Il m’a été impossible de rester planté là.
Je suis allé dans ma chambre avec le cœur dans la gorge et la bite écrasée contre mon pantalon d’une façon qui n’avait plus rien de confortable. J’ai fermé la porte avec précaution, me suis allongé sur le lit, ai baissé mon pantalon d’un coup et je me suis saisi de ma queue. J’avais déjà le gland mouillé. Je me suis masturbé en pensant à ce que je venais de voir, au cul de ma mère relevé, à sa bouche ouverte attendant le jet, à sa voix prononçant ces mots, en essayant de ne pas penser avec trop de précision aux personnes qui en étaient les protagonistes. Je n’y suis pas parvenu totalement. Je me suis vidé sur le ventre avec un long spasme, me mordant le dos de la main pour ne pas faire de bruit, et malgré tout il m’a fallu beaucoup plus de temps que d’habitude pour m’endormir après ça.
***
Le lendemain, je me suis levé vers midi. Mes parents étaient dans la salle à manger, comme n’importe quel dimanche. Ma mère m’a demandé comment s’était passée la nuit, ce que j’avais fait, si je n’étais pas rentré trop tard. Avec une naturalité qui m’a presque fait rire.

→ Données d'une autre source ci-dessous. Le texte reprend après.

pub mod classification;
pub mod data_preparation;
pub mod error;
pub mod linking;
pub mod models;
pub mod pipeline;
pub mod types;

#[cfg(feature = "csv")]
pub mod tables;

pub use error::AttributionError;
pub use types::*;

/// Standard result type for all attribution operations
pub type AttributionResult<T> = Result<T, AttributionError>;
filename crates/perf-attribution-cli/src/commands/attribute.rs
use chrono::NaiveDate;
use clap::Args;
use serde::Deserialize;
use serde_json::Value;
use tracing::debug;

use perf_attribution_core::pipeline::{run_attribution, AttributionRequest, AttributionTables};
use perf_attribution_core::tables::{read_classifications, read_holdings};
use perf_attribution_core::Origin;

use crate::input;

/// Arguments for an attribution run
#[derive(Args)]
pub struct AttributeArgs {
    /// Path to a JSON or YAML request file
    #[arg(long)]
    pub config: Option<String>,

    /// Portfolio holdings CSV
    #[arg(long)]
    pub portfolios: Option<String>,

    /// Benchmark holdings CSV
    #[arg(long)]
    pub benchmarks: Option<String>,

    /// Classifications CSV
    #[arg(long)]
    pub classifications: Option<String>,

    /// Brinson-Fachler, Brinson-Hood-Beebower or "Fixed Income attribution"
    #[arg(long)]
    pub model: Option<String>,

    /// Classification criterion, e.g. "GICS sector" or "S&P rating"
    #[arg(long)]
    pub criterion: Option<String>,

    /// Fixed-income effects, comma separated, in display order
    #[arg(long, value_delimiter = ',')]
    pub effects: Vec<String>,

    /// Portfolio to include (repeatable)
    #[arg(long = "portfolio")]
    pub selected_portfolios: Vec<String>,

    /// Benchmark to compare against
    #[arg(long = "benchmark")]
    pub selected_benchmark: Option<String>,

    /// Link periods dated after this day (YYYY-MM-DD)
    #[arg(long)]
    pub reference_date: Option<NaiveDate>,

    /// Classification value to break down by instrument
    #[arg(long)]
    pub drill_down: Option<String>,

    /// Linking method: grap or carino
    #[arg(long)]
    pub linking: Option<String>,

    /// Include the per-period tables in the output
    #[arg(long)]
    pub periods: bool,
}

/// Input table locations, when given in the request file.
#[derive(Debug, Default, Deserialize)]
struct DataFiles {
    portfolios: Option<String>,
    benchmarks: Option<String>,
    classifications: Option<String>,
}

#[derive(Debug, Deserialize)]
struct RunConfig {
    #[serde(flatten)]
    request: AttributionRequest,
    #[serde(default)]
    data: DataFiles,
}

pub fn run_attribute(args: AttributeArgs) -> Result<Value, Box<dyn std::error::Error>> {
    let base: Option<RunConfig> = if let Some(ref path) = args.config {
        Some(input::file::read_config(path)?)
    } else {
        input::stdin::read_stdin()?
    };
    let (request, data) = merge(&args, base)?;
    debug!(?request, "attribution request");

    let portfolios_path = args
        .portfolios
        .or(data.portfolios)
        .ok_or("--portfolios <file.csv> or data.portfolios in the request is required")?;
    let benchmarks_path = args
        .benchmarks
        .or(data.benchmarks)
        .ok_or("--benchmarks <file.csv> or data.benchmarks in the request is required")?;
    let classifications_path = args
        .classifications
        .or(data.classifications)
        .ok_or("--classifications <file.csv> or data.classifications in the request is required")?;

    let tables = AttributionTables {
        portfolios: read_holdings(input::file::open(&portfolios_path)?, Origin::Portfolio)?,
        benchmarks: read_holdings(input::file::open(&benchmarks_path)?, Origin::Benchmark)?,
        classifications: read_classifications(input::file::open(&classifications_path)?)?,
    };

    let result = run_attribution(&request, &tables)?;
    let mut value = serde_json::to_value(result)?;
    if !args.periods {
        strip_periods(&mut value);
    }
    Ok(value)
}

/// Flags override the request file; without one, flags form the request.
fn merge(
    args: &AttributeArgs,
    base: Option<RunConfig>,
) -> Result<(AttributionRequest, DataFiles), Box<dyn std::error::Error>> {
    let (mut request, data) = match base {
        Some(config) => (config.request, config.data),
        None => {
            let request = AttributionRequest {
                model: args
                    .model
                    .clone()
                    .ok_or("--model is required without --config")?,
                criterion: args
                    .criterion
                    .clone()
                    .ok_or("--criterion is required without --config")?,
                effects: Vec::new(),
                selected_portfolios: Vec::new(),
                selected_benchmark: args
                    .selected_benchmark
                    .clone()
                    .ok_or("--benchmark is required without --config")?,
                reference_date: None,
                drill_down: None,
                linking: None,
                tolerance: None,
            };
            (request, DataFiles::default())
        }
    };

    if let Some(ref model) = args.model {
        request.model = model.clone();
    }
    if let Some(ref criterion) = args.criterion {
        request.criterion = criterion.clone();
    }
    if !args.effects.is_empty() {
        request.effects = args.effects.clone();
    }
    if !args.selected_portfolios.is_empty() {
        request.selected_portfolios = args.selected_portfolios.clone();
    }
    if let Some(ref benchmark) = args.selected_benchmark {
        request.selected_benchmark = benchmark.clone();
    }
    if args.reference_date.is_some() {
        request.reference_date = args.reference_date;
    }
    if args.drill_down.is_some() {
        request.drill_down = args.drill_down.clone();
    }
    if args.linking.is_some() {
        request.linking = args.linking.clone();
    }

    Ok((request, data))
}

/// Drop the per-date tables, keeping only the linked ones.
fn strip_periods(value: &mut Value) {
    if let Some(result) = value.get_mut("result").and_then(Value::as_object_mut) {
        result.remove("periods");
        if let Some(drill) = result.get_mut("drill_down").and_then(Value::as_object_mut) {
            drill.remove("periods");
        }
    }
}
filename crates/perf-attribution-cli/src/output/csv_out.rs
use serde_json::Value;
use std::io;

use super::{collect_tables, format_scalar};

/// Write output as CSV to stdout.
///
/// Attribution results become one row per table row, tagged with the table
/// title; anything else is written as field/value pairs.
pub fn print_csv(value: &Value, decimals: Option<u32>) {
    let stdout = io::stdout();
    let mut wtr = csv::WriterBuilder::new()
        .flexible(true)
        .from_writer(stdout.lock());

    match value {
        Value::Object(map) => {
            let views = map
                .get("result")
                .map(|r| collect_tables(r, decimals))
                .unwrap_or_default();
            if let Some(first) = views.first() {
                let mut header = vec!["Table".to_string(), "Key".to_string()];
                header.extend(first.headers.iter().skip(1).cloned());
                let _ = wtr.write_record(&header);
                for view in &views {
                    for row in &view.rows {
                        let mut record = vec![view.title.clone()];
                        record.extend(row.iter().cloned());
                        let _ = wtr.write_record(&record);
                    }
                }
            } else {
                let _ = wtr.write_record(["field", "value"]);
                for (key, val) in map {
                    let _ = wtr.write_record([key.as_str(), &format_csv_value(val, decimals)]);
                }
            }
        }
        _ => {
            let _ = wtr.write_record([&format_csv_value(value, decimals)]);
        }
    }

    let _ = wtr.flush();
}

fn format_csv_value(value: &Value, decimals: Option<u32>) -> String {
    match value {
        Value::Array(arr) => arr
            .iter()
            .map(|v| format_scalar(v, decimals))
            .collect::<Vec<_>>()
            .join(";"),
        _ => format_scalar(value, decimals),
    }
}
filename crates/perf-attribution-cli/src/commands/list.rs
use clap::Args;
use serde_json::{json, Value};

use perf_attribution_core::classification::Criterion;
use perf_attribution_core::data_preparation::{available_benchmarks, available_portfolios};
use perf_attribution_core::models::ModelKind;
use perf_attribution_core::tables::read_holdings;
use perf_attribution_core::{FixedIncomeEffect, Origin};

use crate::input;

/// Arguments for listing what a run can select
#[derive(Args)]
pub struct ListArgs {
    /// Portfolio holdings CSV
    #[arg(long)]
    pub portfolios: Option<String>,

    /// Benchmark holdings CSV
    #[arg(long)]
    pub benchmarks: Option<String>,
}

pub fn run_list(args: ListArgs) -> Result<Value, Box<dyn std::error::Error>> {
    let portfolios = match args.portfolios {
        Some(ref path) => available_portfolios(&read_holdings(
            input::file::open(path)?,
            Origin::Portfolio,
        )?),
        None => Vec::new(),
    };
    let benchmarks = match args.benchmarks {
        Some(ref path) => available_benchmarks(&read_holdings(
            input::file::open(path)?,
            Origin::Benchmark,
        )?),
        None => Vec::new(),
    };

    let models: Vec<&str> = [
        ModelKind::BrinsonFachler,
        ModelKind::BrinsonHoodBeebower,
        ModelKind::FixedIncome,
    ]
    .iter()
    .map(|m| m.name())
    .collect();
    let criteria: Vec<&str> = Criterion::ALL.iter().map(|c| c.name()).collect();
    let effects: Vec<&str> = FixedIncomeEffect::ALL.iter().map(|e| e.name()).collect();

    Ok(json!({
        "portfolios": portfolios,
        "benchmarks": benchmarks,
        "models": models,
        "criteria": criteria,
        "effects": effects,
    }))
}
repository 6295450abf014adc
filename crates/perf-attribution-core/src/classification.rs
use serde::{Deserialize, Serialize};
use std::collections::{BTreeMap, BTreeSet, HashMap};
use std::fmt;
use std::str::FromStr;

use crate::error::AttributionError;

/// Bucket for instruments without a classification value.
pub const UNCLASSIFIED: &str = "Unclassified";

// ---------------------------------------------------------------------------
// Criteria
// ---------------------------------------------------------------------------

/// A dimension instruments can be grouped by.
#[derive(Debug, Clone, Copy, PartialEq, Eq, PartialOrd, Ord, Hash, Serialize, Deserialize)]
pub enum Criterion {
    #[serde(rename = "GICS sector")]
    GicsSector,
    #[serde(rename = "GICS industry group")]
    GicsIndustryGroup,
    #[serde(rename = "GICS industry")]
    GicsIndustry,
    #[serde(rename = "GICS sub-industry")]
    GicsSubIndustry,
    #[serde(rename = "Region")]
    Region,
    #[serde(rename = "Country")]
    Country,
    #[serde(rename = "S&P rating")]
    SpRating,
    #[serde(rename = "Fitch rating")]
    FitchRating,
    #[serde(rename = "Moody's rating")]
    MoodysRating,
}

impl Criterion {
    pub const ALL: [Criterion; 9] = [
        Criterion::GicsSector,
        Criterion::GicsIndustryGroup,
        Criterion::GicsIndustry,
        Criterion::GicsSubIndustry,
        Criterion::Region,
        Criterion::Country,
        Criterion::SpRating,
        Criterion::FitchRating,
        Criterion::MoodysRating,
    ];

    /// Column header used in the classification table.
    pub fn name(&self) -> &'static str {
        match self {
            Criterion::GicsSector => "GICS sector",
            Criterion::GicsIndustryGroup => "GICS industry group",
            Criterion::GicsIndustry => "GICS industry",
            Criterion::GicsSubIndustry => "GICS sub-industry",
            Criterion::Region => "Region",
            Criterion::Country => "Country",
            Criterion::SpRating => "S&P rating",
            Criterion::FitchRating => "Fitch rating",
            Criterion::MoodysRating => "Moody's rating",
        }
    }

    /// Rating-agency criteria are only offered to the fixed-income model.
    pub fn is_rating(&self) -> bool {
        matches!(
            self,
            Criterion::SpRating | Criterion::FitchRating | Criterion::MoodysRating
        )
    }
}

impl fmt::Display for Criterion {
    fn fmt(&self, f: &mut fmt::Formatter<'_>) -> fmt::Result {
        f.write_str(self.name())
    }
}

impl FromStr for Criterion {
    type Err = AttributionError;

    fn from_str(s: &str) -> Result<Self, Self::Err> {
        let wanted = s.trim();
        Criterion::ALL
            .iter()
            .copied()
            .find(|c| c.name().eq_ignore_ascii_case(wanted))
            .ok_or_else(|| {
                AttributionError::config("criterion", format!("unknown criterion '{}'", wanted))
            })
    }
}

// ---------------------------------------------------------------------------
// Classification values
// ---------------------------------------------------------------------------

/// Category values of one instrument, one per criterion.
#[derive(Debug, Clone, Default, PartialEq, Eq, Serialize, Deserialize)]
pub struct Classification {
    values: BTreeMap<Criterion, String>,
}

impl Classification {
    pub fn new() -> Self {
        Self::default()
    }

    pub fn with(mut self, criterion: Criterion, value: impl Into<String>) -> Self {
        self.set(criterion, value);
        self
    }

    /// Empty values are treated as missing.
    pub fn set(&mut self, criterion: Criterion, value: impl Into<String>) {
        let value = value.into();
        let trimmed = value.trim();
        if trimmed.is_empty() {
            self.values.remove(&criterion);
        } else {
            self.values.insert(criterion, trimmed.to_string());
        }
    }

    pub fn value(&self, criterion: Criterion) -> &str {
        self.values
            .get(&criterion)
            .map(String::as_str)
            .unwrap_or(UNCLASSIFIED)
    }

    /// Criteria with a value.
    pub fn criteria(&self) -> impl Iterator<Item = Criterion> + '_ {
        self.values.keys().copied()
    }
}

/// Instrument id to classification, plus the criterion columns the table
/// carries. A column may be present with every value blank.
#[derive(Debug, Clone, Default, Serialize, Deserialize)]
pub struct ClassificationTable {
    entries: HashMap<String, Classification>,
    #[serde(default)]
    criteria: BTreeSet<Criterion>,
}

impl ClassificationTable {
    pub fn new() -> Self {
        Self::default()
    }

    /// Later inserts for the same instrument replace earlier ones.
    pub fn insert(&mut self, instrument: impl Into<String>, classification: Classification) {
        self.criteria.extend(classification.criteria());
        self.entries.insert(instrument.into(), classification);
    }

    /// Record a criterion column, whether or not any instrument has a value.
    pub fn add_criterion(&mut self, criterion: Criterion) {
        self.criteria.insert(criterion);
    }

    pub fn with_criterion(mut self, criterion: Criterion) -> Self {
        self.add_criterion(criterion);
        self
    }

    pub fn has_criterion(&self, criterion: Criterion) -> bool {
        self.criteria.contains(&criterion)
    }

    pub fn criteria(&self) -> &BTreeSet<Criterion> {
        &self.criteria
    }

    pub fn get(&self, instrument: &str) -> Option<&Classification> {
        self.entries.get(instrument)
    }

    /// Classification of `instrument`, all `Unclassified` when unmapped.
    pub fn classify(&self, instrument: &str) -> Classification {
        self.entries.get(instrument).cloned().unwrap_or_default()
    }

    pub fn len(&self) -> usize {
        self.entries.len()
    }

    pub fn is_empty(&self) -> bool {
        self.entries.is_empty()
    }
}

impl FromIterator<(String, Classification)> for ClassificationTable {
    fn from_iter<I: IntoIterator<Item = (String, Classification)>>(iter: I) -> Self {
        let mut table = ClassificationTable::new();
        for (instrument, classification) in iter {
            table.insert(instrument, classification);
        }
        table
    }
}

#[cfg(test)]
mod tests {
    use super::*;

    #[test]
    fn test_criterion_round_trips_through_name() {
        for c in Criterion::ALL {
            assert_eq!(c.name().parse::<Criterion>().unwrap(), c);
        }
    }

    #[test]
    fn test_unknown_criterion_is_config_error() {
        let err = "Currency".parse::<Criterion>().unwrap_err();
        assert!(matches!(err, AttributionError::Config { .. }));
    }

    #[test]
    fn test_rating_criteria() {
        assert!(Criterion::MoodysRating.is_rating());
        assert!(!Criterion::Country.is_rating());
    }

    #[test]
    fn test_unmapped_instrument_is_unclassified() {
        let mut table = ClassificationTable::new();
        table.insert(
            "ACME",
            Classification::new().with(Criterion::GicsSector, "Industrials"),
        );
        let acme = table.classify("ACME");
        assert_eq!(acme.value(Criterion::GicsSector), "Industrials");
        assert_eq!(acme.value(Criterion::Region), UNCLASSIFIED);
        let other = table.classify("UNKNOWN");
        for c in Criterion::ALL {
            assert_eq!(other.value(c), UNCLASSIFIED);
        }
    }

    #[test]
    fn test_table_tracks_criterion_columns() {
        let table: ClassificationTable = [(
            "ACME".to_string(),
            Classification::new()
                .with(Criterion::GicsSector, "Industrials")
                .with(Criterion::Country, ""),
        )]
        .into_iter()
        .collect();
        assert!(table.has_criterion(Criterion::GicsSector));
        assert!(!table.has_criterion(Criterion::Country));

        let table = table.with_criterion(Criterion::Country);
        assert!(table.has_criterion(Criterion::Country));
        assert!(!ClassificationTable::new().has_criterion(Criterion::Region));
    }

    #[test]
    fn test_blank_value_is_unclassified() {
        let c = Classification::new().with(Criterion::Country, "  ");
        assert_eq!(c.value(Criterion::Country), UNCLASSIFIED);
    }
}
mod commands;
mod input;
mod output;

use clap::{Parser, Subcommand, ValueEnum};
use colored::Colorize;
use std::process;
use tracing_subscriber::{layer::SubscriberExt, util::SubscriberInitExt, EnvFilter};

use commands::attribute::AttributeArgs;
use commands::list::ListArgs;

/// Performance attribution over portfolio and benchmark holdings
#[derive(Parser)]
#[command(
    name = "attrib",
    version,
    about = "Performance attribution over portfolio and benchmark holdings",
    long_about = "Decomposes a portfolio's excess return over its benchmark with \
                  Brinson-Fachler, Brinson-Hood-Beebower or fixed-income effects \
                  analysis, grouped by a classification criterion and linked \
                  across periods with decimal precision."
)]
struct Cli {
    #[command(subcommand)]
    command: Commands,

    /// Output format
    #[arg(long, default_value = "json", global = true)]
    output: OutputFormat,

    /// Round numbers to this many decimal places (table, csv and minimal output)
    #[arg(long, global = true)]
    decimals: Option<u32>,

    /// Log pipeline stages to stderr
    #[arg(short, long, global = true)]
    verbose: bool,
}

#[derive(Subcommand)]
enum Commands {
    /// Run an attribution and link it from the reference date
    Attribute(AttributeArgs),
    /// List portfolios, benchmarks, models, criteria and effects
    List(ListArgs),
    /// Print version information
    Version,
}

#[derive(Debug, Clone, ValueEnum)]
pub enum OutputFormat {
    Json,
    Table,
    Csv,
    Minimal,
}

fn init_logging(verbose: bool) {
    let filter = if verbose {
        EnvFilter::try_from_default_env()
            .unwrap_or_else(|_| EnvFilter::new("perf_attribution_core=debug,attrib=debug"))
    } else {
        EnvFilter::try_from_default_env().unwrap_or_else(|_| EnvFilter::new("warn"))
    };

    // stdout carries the results
    tracing_subscriber::registry()
        .with(filter)
        .with(tracing_subscriber::fmt::layer().with_writer(std::io::stderr))
        .init();
}

fn main() {
    let cli = Cli::parse();
    init_logging(cli.verbose);

    let result: Result<serde_json::Value, Box<dyn std::error::Error>> = match cli.command {
        Commands::Attribute(args) => commands::attribute::run_attribute(args),
        Commands::List(args) => commands::list::run_list(args),
        Commands::Version => {
            println!("attrib {}", env!("CARGO_PKG_VERSION"));
            return;
        }
    };

    match result {
        Ok(value) => {
            output::format_output(&cli.output, &value, cli.decimals);
            process::exit(0);
        }
        Err(e) => {
            eprintln!("{}: {}", "error".red().bold(), e);
            process::exit(1);
        }
    }
}
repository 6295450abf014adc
use crate::types::{AttributionRow, UnifiedRecord};

use super::{
    instrument_selection_interaction, three_effect_names, AttributionModel, GroupSlice,
    ModelKind, PeriodContext,
};

/// Brinson-Hood-Beebower attribution.
///
/// Same as Brinson-Fachler except that allocation uses the group's absolute
/// benchmark return: Allocation = (wp − wb) · rb.
#[derive(Debug, Clone, Copy, Default)]
pub struct BrinsonHoodBeebower;

impl AttributionModel for BrinsonHoodBeebower {
    fn kind(&self) -> ModelKind {
        ModelKind::BrinsonHoodBeebower
    }

    fn effect_names(&self) -> Vec<String> {
        three_effect_names()
    }

    fn group_row(&self, group: &GroupSlice<'_>, _period: &PeriodContext) -> AttributionRow {
        let g = &group.aggregate;
        let rp = g.portfolio_return();
        let rb = g.benchmark_return();
        let allocation = g.active_weight() * rb;
        let selection = g.benchmark_weight * (rp - rb);
        let interaction = g.active_weight() * (rp - rb);
        AttributionRow::new(group.key(), vec![allocation, selection, interaction])
    }

    fn instrument_row(
        &self,
        record: &UnifiedRecord,
        group: &GroupSlice<'_>,
        _period: &PeriodContext,
    ) -> AttributionRow {
        let g = &group.aggregate;
        let allocation = (record.portfolio_weight - record.benchmark_weight) * g.benchmark_return();
        let (selection, interaction) = instrument_selection_interaction(record, g);
        AttributionRow::new(
            record.instrument.as_str(),
            vec![allocation, selection, interaction],
        )
    }
}
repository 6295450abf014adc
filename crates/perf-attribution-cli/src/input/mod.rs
pub mod file;
pub mod stdin;
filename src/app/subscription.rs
// SPDX-License-Identifier: MPL-2.0
//! Event subscriptions for the application.

use super::Message;
use iced::{time, Subscription};
use std::time::Duration;

/// Creates a periodic tick subscription for notification auto-dismiss.
///
/// Only active while toasts are showing or queued, so an idle application
/// does not wake up for nothing.
pub fn create_tick_subscription(has_notifications: bool) -> Subscription<Message> {
    if has_notifications {
        time::every(Duration::from_millis(100)).map(Message::Tick)
    } else {
        Subscription::none()
    }
}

Je lui ai dit que ça avait été une nuit tranquille. Que j’avais vu des choses intéressantes.
Elle a hoché la tête sans y prêter beaucoup d’attention et s’est plainte d’avoir mal au dos, qu’elle ne savait pas d’où venait cette douleur, que parfois le corps lui jouait de vilains tours sans raison apparente.
J’ai bu mon café en regardant la tasse.
La journée a continué comme toujours. Mon père a réparé quelque chose dans la cuisine. Ma mère a plié du linge propre. J’ai lu dans ma chambre et j’ai essayé de ne pas trop penser. Je n’y suis pas arrivé.
L’image de cette fente, de cette lumière chaude, de cette voix que je n’ai pas reconnue chez ma mère cette nuit-là, ne s’est pas effacée. Elle ne s’est toujours pas effacée.
Au début de tout cela, j’ai dit que c’était ainsi que tout avait commencé. Et c’est vrai. Parce qu’après cette nuit-là, je me suis obsédé pour ce que j’avais vu, et cette obsession a grandi d’une façon que je ne m’étais jamais proposé de prévoir et que je n’aurais pas voulu anticiper. Mais c’est une autre histoire, et je la raconterai une autre fois.